The 2024 baseball season is just around the corner and it’s marked by the passing of Billy Gardner this week, a player/manager you may never have heard of, but one I’ll never forget.
The college baseball season starts in about 40 days, and major league spring training opens in about six weeks.
And about this time every year I get that itch to tell, and hear, baseball stories…because for my spending eight years in the minor leagues around some of the game’s best story tellers I’ve heard thousands of them. And lived some of them, personally.
But this past week marked the passing of a man that I knew from those years, long-time major league infielder, and former major league manager, Billy Gardner, who passed away at age 96…peacefully, just like he said he liked his baseball when he was managing.
Gardner was a major league infielder for 19 seasons, playing for the Orioles, the Yankees, the Red Sox and the Minnesota Twins. A quiet guy, he seldom talked at all, but later on, when I got to know him as a minor league manager, I learned that if he had something to say it didn’t hurt to listen, and that if it was directed at you there might be a reason for it.
Quiet, but funny, was Billy Gardner. His nickname was ‘Slick’, and he told me one time during a rain delay in the Southern League that he got the nickname because he was so good at turning the double play. “I could turn it in a phone booth,” he deadpanned, never cracking a smile.
I learned as much from Billy Gardner about the game of baseball as any baseman man I ever knew; and I wasn’t even playing. You might say that we were on opposite sides.
For instance, he walked by me one time between innings, standing behind home plate, and asked, “Hey…are you having fun at your job (umpiring)?”

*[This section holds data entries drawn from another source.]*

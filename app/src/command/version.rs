/// Strategy for displaying version information.
#[derive(Debug, Clone, Copy)]
pub struct VersionStrategy;

impl super::CommandStrategy for VersionStrategy {
    type Input = ();

    async fn execute(&self, _input: Self::Input) -> anyhow::Result<()> {
        println!("mtgcall {}", env!("CARGO_PKG_VERSION"));
        Ok(())
    }
}
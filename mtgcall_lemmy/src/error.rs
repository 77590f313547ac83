use thiserror::Error;

pub type Result<T> = std::result::Result<T, Error>;

#[derive(Debug, Error)]
pub enum Error {
    #[error("HTTP error: {0}")]
    Http(#[from] reqwest::Error),

    #[error("Lemmy API error ({status}): {body}")]
    Api { status: u16, body: String },

    #[error("Login failed: {0}")]
    Login(String),

    #[error("Not logged in")]
    NotLoggedIn,

    #[error("Configuration error: {0}")]
    Config(String),

    #[error("IO error: {0}")]
    Io(#[from] std::io::Error),
}

impl Error {
    /// The instance rejected our token, so logging in again may help.
    #[must_use]
    pub const fn is_unauthorized(&self) -> bool {
        matches!(self, Self::Api { status: 401, .. } | Self::NotLoggedIn)
    }
}
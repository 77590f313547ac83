use crate::LemmyBot;
use crate::types::{CommentView, PostView};
use mtgcall_core::CardSearch;
use tracing::{debug, info, warn};

/// What happened to a single feed item.
#[derive(Debug, Clone, Copy, PartialEq, Eq)]
pub enum Outcome {
    /// Handled on an earlier poll.
    AlreadySeen,
    /// Written by the bot itself.
    OwnItem,
    /// Existed before the bot started and backlog replies are off.
    Backlog,
    /// No `[[card name]]` call in the text.
    NoCalls,
    Replied,
    /// The reply was built but posting it failed.
    PostFailed,
}

/// Reply to a post body that calls cards.
pub async fn handle_post<S: CardSearch>(
    bot: &mut LemmyBot<S>,
    community: &str,
    view: &PostView,
) -> Outcome {
    let post = &view.post;
    if !bot.seen.first_post(community, post.id) {
        return Outcome::AlreadySeen;
    }
    if bot.is_own(&view.creator.name) {
        return Outcome::OwnItem;
    }
    if bot.is_backlog(community) {
        return Outcome::Backlog;
    }

    let Some(body) = post.body.as_deref().filter(|b| !b.is_empty()) else {
        debug!("Post {} has no body", post.id);
        return Outcome::NoCalls;
    };

    let Some(reply) = bot.caller.reply_for(body).await else {
        return Outcome::NoCalls;
    };

    info!(
        "[@{}] Post {} in {}: replying",
        view.creator.name, post.id, view.community.name
    );

    match bot.client.create_comment(&reply, post.id, None).await {
        Ok(_) => Outcome::Replied,
        Err(e) => {
            warn!("Failed to reply to post {}: {e}", post.id);
            Outcome::PostFailed
        }
    }
}

/// Reply under a comment that calls cards.
pub async fn handle_comment<S: CardSearch>(
    bot: &mut LemmyBot<S>,
    community: &str,
    view: &CommentView,
) -> Outcome {
    let comment = &view.comment;
    if !bot.seen.first_comment(community, comment.id) {
        return Outcome::AlreadySeen;
    }
    if bot.is_own(&view.creator.name) {
        return Outcome::OwnItem;
    }
    if bot.is_backlog(community) {
        return Outcome::Backlog;
    }

    let Some(reply) = bot.caller.reply_for(&comment.content).await else {
        return Outcome::NoCalls;
    };

    info!(
        "[@{}] Comment {} on post {}: replying",
        view.creator.name, comment.id, comment.post_id
    );

    match bot
        .client
        .create_comment(&reply, comment.post_id, Some(comment.id))
        .await
    {
        Ok(_) => Outcome::Replied,
        Err(e) => {
            warn!("Failed to reply to comment {}: {e}", comment.id);
            Outcome::PostFailed
        }
    }
}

“Most days,” I answered, questioning to myself why he would ask.
“Well,” he said, “if you want to get to the show you’d better let ’em know that you love it more than your wife and kids. Even on your worst day. That’s how this business works.”
Another time, in Chattanooga, he came out to argue a play at first base that I think I missed by about 15 minutes.
“Now I’m not trying to tell you how to do your job,” Gardner said matter-of-factly. “Just that you’d better work on it. I like things peaceful out here.”
Gardner would later replace Johnny Goryl as manager of the Minnesota Twins in 1981, eventually developing many of the players that would win the World Series in 1987. But Gardner didn’t see it. He was fired in 1985, probably because he didn’t have enough fun at his job.
He got a second crack at the major leagues with the Kansas City Royals in 1987 when Royals manager Dick Howser died of cancer. He was fired two months later for, you guessed it, not having enough fun. He never managed, or coached in the major leagues again.
He told me one time during a Triple A spring training game that he thought I did a good job. “You’re good enough to get to the show,” he said.
“But,” he added. “I’ve never gotten the impression that it mattered how good you are if you get to major leagues as an umpire.”
Two years later, when I was released by the Major League Baseball Umpire Development program – for not having enough fun at my job – I thought about what he said, and how its meaning went far beyond baseball.
I’ll never forget ‘Slick’ Gardner; and I’m sorry to hear that he’s gone.